START Data to examine
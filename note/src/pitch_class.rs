use crate::{
    error::{InvalidInput, Result},
    filter::Filter,
};
use std::fmt::Display;

pub const NOTES_PER_OCTAVE: u8 = 12;

/// A note without an octave. C is 0 and B is 11.
#[derive(Debug, Clone, Copy, PartialEq, Eq, PartialOrd, Ord, Hash)]
pub struct PitchClass {
    index: u8,
}

const SHARP_NAMES: [&str; NOTES_PER_OCTAVE as usize] = [
    "C", "C#", "D", "D#", "E", "F", "F#", "G", "G#", "A", "A#", "B",
];

const FLAT_NAMES: [&str; NOTES_PER_OCTAVE as usize] = [
    "C", "Db", "D", "Eb", "E", "F", "Gb", "G", "Ab", "A", "Bb", "B",
];

const BOTH_NAMES: [&str; NOTES_PER_OCTAVE as usize] = [
    "C", "C#/Db", "D", "D#/Eb", "E", "F", "F#/Gb", "G", "G#/Ab", "A",
    "A#/Bb", "B",
];

impl PitchClass {
    const fn from_index(index: u8) -> Self {
        assert!(index < NOTES_PER_OCTAVE);
        Self { index }
    }

    /// Reduces any integer into a pitch class. Negative values wrap around so -1 is B.
    pub const fn wrapping_from(value: i128) -> Self {
        Self::from_index(value.rem_euclid(NOTES_PER_OCTAVE as i128) as u8)
    }

    pub const C: Self = Self::from_index(0);
    pub const C_SHARP: Self = Self::from_index(1);
    pub const D_FLAT: Self = Self::C_SHARP;
    pub const D: Self = Self::from_index(2);
    pub const D_SHARP: Self = Self::from_index(3);
    pub const E_FLAT: Self = Self::D_SHARP;
    pub const E: Self = Self::from_index(4);
    pub const F: Self = Self::from_index(5);
    pub const F_SHARP: Self = Self::from_index(6);
    pub const G_FLAT: Self = Self::F_SHARP;
    pub const G: Self = Self::from_index(7);
    pub const G_SHARP: Self = Self::from_index(8);
    pub const A_FLAT: Self = Self::G_SHARP;
    pub const A: Self = Self::from_index(9);
    pub const A_SHARP: Self = Self::from_index(10);
    pub const B_FLAT: Self = Self::A_SHARP;
    pub const B: Self = Self::from_index(11);

    pub const fn index(self) -> u8 {
        self.index
    }

    /// True for the seven pitch classes with a single name (the white keys).
    pub const fn is_natural(self) -> bool {
        matches!(self.index, 0 | 2 | 4 | 5 | 7 | 9 | 11)
    }

    /// The name of this pitch class spelled according to `filter`. Naturals ignore the filter.
    pub const fn alpha(self, filter: Filter) -> &'static str {
        let names = match filter {
            Filter::Sharp => &SHARP_NAMES,
            Filter::Flat => &FLAT_NAMES,
            Filter::Both => &BOTH_NAMES,
        };
        names[self.index as usize]
    }

    /// Parses a single spelling such as "C", "C#" or "Db". Returns the pitch class along with
    /// the filter matching the accidental that was written, if any. Spellings that never come out
    /// of `alpha` (e.g. "Cb" or "E#") are rejected.
    pub fn from_alpha(s: &str) -> Result<(Self, Option<Filter>)> {
        let (names, filter) = if s.ends_with('#') {
            (&SHARP_NAMES, Some(Filter::Sharp))
        } else if s.len() > 1 && s.ends_with('b') {
            (&FLAT_NAMES, Some(Filter::Flat))
        } else {
            (&SHARP_NAMES, None)
        };
        match names.iter().position(|&name| name == s) {
            Some(index) => Ok((Self::from_index(index as u8), filter)),
            None => Err(InvalidInput::Spelling(s.to_string())),
        }
    }

    pub const fn wrapping_add_semitones(self, num_semitones: i64) -> Self {
        Self::wrapping_from(self.index as i128 + num_semitones as i128)
    }

    pub fn all() -> impl Iterator<Item = Self> + Clone {
        (0..NOTES_PER_OCTAVE).map(Self::from_index)
    }
}

/// Formats the sharp spelling.
impl Display for PitchClass {
    fn fmt(&self, f: &mut std::fmt::Formatter<'_>) -> std::fmt::Result {
        write!(f, "{}", self.alpha(Filter::Sharp))
    }
}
END Data to examine
**What to do:** In full and without changes, give the data above once more.

**Reply:**
filename note/src/pitch_class.rs
use crate::{
    error::{InvalidInput, Result},
    filter::Filter,
};
use std::fmt::Display;

pub const NOTES_PER_OCTAVE: u8 = 12;

/// A note without an octave. C is 0 and B is 11.
#[derive(Debug, Clone, Copy, PartialEq, Eq, PartialOrd, Ord, Hash)]
pub struct PitchClass {
    index: u8,
}

const SHARP_NAMES: [&str; NOTES_PER_OCTAVE as usize] = [
    "C", "C#", "D", "D#", "E", "F", "F#", "G", "G#", "A", "A#", "B",
];

const FLAT_NAMES: [&str; NOTES_PER_OCTAVE as usize] = [
    "C", "Db", "D", "Eb", "E", "F", "Gb", "G", "Ab", "A", "Bb", "B",
];

const BOTH_NAMES: [&str; NOTES_PER_OCTAVE as usize] = [
    "C", "C#/Db", "D", "D#/Eb", "E", "F", "F#/Gb", "G", "G#/Ab", "A",
    "A#/Bb", "B",
];

impl PitchClass {
    const fn from_index(index: u8) -> Self {
        assert!(index < NOTES_PER_OCTAVE);
        Self { index }
    }

    /// Reduces any integer into a pitch class. Negative values wrap around so -1 is B.
    pub const fn wrapping_from(value: i128) -> Self {
        Self::from_index(value.rem_euclid(NOTES_PER_OCTAVE as i128) as u8)
    }

    pub const C: Self = Self::from_index(0);
    pub const C_SHARP: Self = Self::from_index(1);
    pub const D_FLAT: Self = Self::C_SHARP;
    pub const D: Self = Self::from_index(2);
    pub const D_SHARP: Self = Self::from_index(3);
    pub const E_FLAT: Self = Self::D_SHARP;
    pub const E: Self = Self::from_index(4);
    pub const F: Self = Self::from_index(5);
    pub const F_SHARP: Self = Self::from_index(6);
    pub const G_FLAT: Self = Self::F_SHARP;
    pub const G: Self = Self::from_index(7);
    pub const G_SHARP: Self = Self::from_index(8);
    pub const A_FLAT: Self = Self::G_SHARP;
    pub const A: Self = Self::from_index(9);
    pub const A_SHARP: Self = Self::from_index(10);
    pub const B_FLAT: Self = Self::A_SHARP;
    pub const B: Self = Self::from_index(11);

    pub const fn index(self) -> u8 {
        self.index
    }

    /// True for the seven pitch classes with a single name (the white keys).
    pub const fn is_natural(self) -> bool {
        matches!(self.index, 0 | 2 | 4 | 5 | 7 | 9 | 11)
    }

    /// The name of this pitch class spelled according to `filter`. Naturals ignore the filter.
    pub const fn alpha(self, filter: Filter) -> &'static str {
        let names = match filter {
            Filter::Sharp => &SHARP_NAMES,
            Filter::Flat => &FLAT_NAMES,
            Filter::Both => &BOTH_NAMES,
        };
        names[self.index as usize]
    }

    /// Parses a single spelling such as "C", "C#" or "Db". Returns the pitch class along with
    /// the filter matching the accidental that was written, if any. Spellings that never come out
    /// of `alpha` (e.g. "Cb" or "E#") are rejected.
    pub fn from_alpha(s: &str) -> Result<(Self, Option<Filter>)> {
        let (names, filter) = if s.ends_with('#') {
            (&SHARP_NAMES, Some(Filter::Sharp))
        } else if s.len() > 1 && s.ends_with('b') {
            (&FLAT_NAMES, Some(Filter::Flat))
        } else {
            (&SHARP_NAMES, None)
        };
        match names.iter().position(|&name| name == s) {
            Some(index) => Ok((Self::from_index(index as u8), filter)),
            None => Err(InvalidInput::Spelling(s.to_string())),
        }
    }

    pub const fn wrapping_add_semitones(self, num_semitones: i64) -> Self {
        Self::wrapping_from(self.index as i128 + num_semitones as i128)
    }

    pub fn all() -> impl Iterator<Item = Self> + Clone {
        (0..NOTES_PER_OCTAVE).map(Self::from_index)
    }
}

/// Formats the sharp spelling.
impl Display for PitchClass {
    fn fmt(&self, f: &mut std::fmt::Formatter<'_>) -> std::fmt::Result {
        write!(f, "{}", self.alpha(Filter::Sharp))
    }
}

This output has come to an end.